DISH Network Corp. (DISH) and EchoStar Corp. (SATS) announced Tuesday they have entered into a definitive agreement for DISH to combine with EchoStar in an all-stock merger at a fixed exchange ratio.

The transaction was negotiated and recommended by Special Committees of Independent Directors of both companies and unanimously approved by the Boards of Directors of both companies.

The deal creates a global connectivity leader with premier wireless, satellite and video distribution capabilities and is expected to generate significant cost and revenue synergies.

Upon closing of the transaction, EchoStar stockholders will receive 2.85 shares of DISH Class A common stock for each share of EchoStar Class A, Class C or Class D common stock and 2.85 shares of DISH Class B common stock for each share of EchoStar Class B common stock they own.

The exchange ratio represents a premium of 12.9% to EchoStar stockholders based on the unaffected 30-day volume weighted average closing stock prices of the two companies on July 5, 2023.

The combined company will be headquartered in Englewood, Colorado.
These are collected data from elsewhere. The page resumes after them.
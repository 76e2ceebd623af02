use bson::oid::ObjectId;
use chrono::{DateTime, Utc};
use serde::{Deserialize, Serialize};

#[derive(Debug, Serialize, Deserialize, Clone)]
pub struct Organization {
    #[serde(rename = "_id")]
    pub id: ObjectId,
    pub name: String,
    #[serde(with = "bson::serde_helpers::chrono_datetime_as_bson_datetime")]
    pub created_at: DateTime<Utc>,
}

impl Organization {
    pub fn new(name: String) -> Self {
        Organization {
            id: ObjectId::new(),
            name,
            created_at: Utc::now(),
        }
    }
}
It will go to market worldwide under a suite of proven consumer and business brands, including DISH Wireless, Boost Wireless, Sling TV and DISH TV, as well as EchoStar, Hughes and JUPITER satellite services, HughesON managed services and HughesNet satellite internet.

EchoStar President and CEO Hamid Akhavan will serve as President and CEO of the combined company upon closing of the transaction and Charles Ergen, Board Chairman of both DISH and EchoStar, will serve as Executive Chairman. Erik Carlson will continue to serve as President and CEO of DISH until closing of the transaction, at which time he will depart the business.

The Board of Directors will consist of 11 members: Seven DISH directors, three EchoStar independent directors, and Hamid Akhavan.

Following completion of the merger, existing DISH Network shareholders will own approximately 69% and existing EchoStar Corporation shareholders will own approximately 31% of the common stock of the combined company.

The transaction, which is also subject to regulatory approvals and customary closing conditions, is expected to be completed by year-end. The majority shareholder group of DISH and EchoStar have already approved the deal.